7.7.10
Last week, in the first of two articles examining how “War on Terror”-related complicity in torture is under intense scrutiny in Europe, I ran through the history of Britain’s post-9/11 involvement in US torture, and its extensive forays into holding people without charge or trial in the UK, attempting to send foreign nationals back to countries where they face the risk of torture, using information derived from torture in other countries (sometimes with direct British involvement) and subsequently using this information operationally and even in judicial hearings.

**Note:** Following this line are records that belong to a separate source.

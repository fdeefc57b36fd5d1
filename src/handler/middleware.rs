//! Handler decorators
//!
//! Each decorator wraps an inner [`Service`] and is itself a `Service`, so
//! they nest: `CountHits::new(hits, StripPrefix::new("/app/", files))`.

use std::convert::Infallible;
use std::future::{self, Future};
use std::pin::Pin;
use std::sync::Arc;

use http_body_util::Full;
use hyper::body::Bytes;
use hyper::service::Service;
use hyper::{Request, Response, StatusCode, Uri};

use crate::counter::HitCounter;
use crate::http;
use crate::logger;

/// A boxed, sendable response future
pub type BoxFuture<T> = Pin<Box<dyn Future<Output = T> + Send>>;

/// Counts every request before handing it to the inner service
#[derive(Debug, Clone)]
pub struct CountHits<S> {
    hits: Arc<HitCounter>,
    inner: S,
}

impl<S> CountHits<S> {
    pub const fn new(hits: Arc<HitCounter>, inner: S) -> Self {
        Self { hits, inner }
    }
}

impl<S, R> Service<R> for CountHits<S>
where
    S: Service<R>,
{
    type Response = S::Response;
    type Error = S::Error;
    type Future = S::Future;

    fn call(&self, req: R) -> Self::Future {
        self.hits.increment();
        self.inner.call(req)
    }
}

/// Removes a fixed prefix from the request path before delegating
///
/// Requests outside the prefix get a 404 without reaching the inner service.
/// The stripped path keeps a leading `/` and the original query string.
#[derive(Debug, Clone)]
pub struct StripPrefix<S> {
    prefix: &'static str,
    inner: S,
}

impl<S> StripPrefix<S> {
    pub const fn new(prefix: &'static str, inner: S) -> Self {
        Self { prefix, inner }
    }
}

impl<S, B> Service<Request<B>> for StripPrefix<S>
where
    S: Service<Request<B>, Response = Response<Full<Bytes>>, Error = Infallible>,
    S::Future: Send + 'static,
{
    type Response = Response<Full<Bytes>>;
    type Error = Infallible;
    type Future = BoxFuture<Result<Self::Response, Self::Error>>;

    fn call(&self, mut req: Request<B>) -> Self::Future {
        let Some(rest) = req.uri().path().strip_prefix(self.prefix) else {
            return Box::pin(future::ready(Ok(http::build_404_response())));
        };

        let rest = rest.trim_start_matches('/');
        let stripped = match req.uri().query() {
            Some(q) => format!("/{rest}?{q}"),
            None => format!("/{rest}"),
        };

        match stripped.parse::<Uri>() {
            Ok(uri) => *req.uri_mut() = uri,
            Err(e) => {
                logger::log_warning(&format!("Cannot rewrite path '{stripped}': {e}"));
                return Box::pin(future::ready(Ok(http::build_text_response(
                    StatusCode::BAD_REQUEST,
                    "400 Bad Request\n",
                ))));
            }
        }

        Box::pin(self.inner.call(req))
    }
}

The trigger for this article was an announcement by the British government that the terms of a judge-led inquiry into British complicity in torture — first announced by foreign secretary William Hague on May 20 — have been agreed. This is welcome news, as it indicates that the UK may be the first Western country prepared to conduct an official inquiry into the whole of its post-9/11 policies, as they relate to torture — although it was worrying to hear that Prime Minister David Cameron had “suggest[ed] that the inquiry would examine only one case — that of Binyam Mohamed — and, in addition, that he “had already concluded that the country’s intelligence agencies were guilty only of errors of omission, not commission.” The official announcement of the inquiry this week has done little to alleviate these fears, with David Cameron explaining that most of the inquiry will be held in secret, and adding, “Let’s be frank, it is not possible to have a full public inquiry into something that is meant to be secret.” As Reprieve stated in response to the announcement:
The scourge of the last government was the fact that they tried to cover up all the facts relating to torture complicity cases. In particular, the Binyam Mohamed litigation revolved around the government claiming public interest immunity in materials which were simply embarrassing. Now, the Prime Minister is saying that much of this inquiry will be held in secret. The only way in which public confidence is going to be restored in the intelligence services is if the public is able to see this inquiry functioning properly.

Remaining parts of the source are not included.